Christian hymn written by Horatio Spafford in 1873

"It Is Well With My Soul", also known as "When Peace, Like A River", is a hymn penned by hymnist Horatio Spafford and composed by Philip Bliss. First published in Gospel Hymns No. 2 by Ira Sankey and Bliss (1876), it is possibly the most influential and enduring in the Bliss repertoire and is often taken as a choral model, appearing in hymnals of a wide variety of Christian fellowships. (Note: The presence of a refrain makes the item technically a gospel song versus a hymn in the strict sense.)

==Background==
The hymn was written after traumatic events in Spafford's life.
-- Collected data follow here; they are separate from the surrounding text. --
use crate::deck::Deck;
use crate::types::*;
use std::collections::HashSet;

/// Calculate statistics for a finished layout
pub fn calculate_statistics(deck: &Deck, paper: &Paper) -> LayoutStatistics {
    let usable_area = paper.usable_width() * paper.usable_height();

    let page_utilization: Vec<f32> = deck
        .pages
        .iter()
        .map(|page| {
            let covered: f32 = page.items.iter().map(|item| item.rect.area()).sum();
            covered / usable_area
        })
        .collect();

    let average_utilization = if page_utilization.is_empty() {
        0.0
    } else {
        page_utilization.iter().sum::<f32>() / page_utilization.len() as f32
    };

    let faces_placed = deck.items().count();
    let cards: HashSet<_> = deck.items().map(|(_, item)| item.order).collect();
    let groups: HashSet<_> = deck.items().filter_map(|(_, item)| item.group).collect();

    LayoutStatistics {
        cards_placed: cards.len(),
        faces_placed,
        pages: deck.page_count(),
        groups: groups.len(),
        page_utilization,
        average_utilization,
    }
}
The first was the Great Chicago Fire of 1871, which ruined him financially (Spafford had been a successful lawyer and had invested significantly in property in the area of Chicago that was extensively damaged by the great fire). His business interests were further hit by the economic downturn of 1873, at which time Spafford had planned to travel to England with his family on the , to help with Dwight L. Moody's upcoming evangelistic campaigns. In a late change of plan, Spafford sent his wife, Anna, and their four daughters, Annie, Maggie, Bessie, and Tanetta, ahead while Spafford was delayed on business concerning zoning problems following the Great Chicago Fire. While crossing the Atlantic Ocean, the ship sank rapidly after a collision with a sea vessel, the Loch Earn, killing 226 people, including Annie, Maggie, Bessie, and Tanetta. Anna survived and sent Spafford the now famous telegram, "Saved alone ...". Shortly afterwards, as he traveled to England to meet his grieving wife, Spafford was inspired to write these words as his ship passed the spot near where his four daughters had died. Bliss called his tune Ville du Havre, from the name of the stricken vessel.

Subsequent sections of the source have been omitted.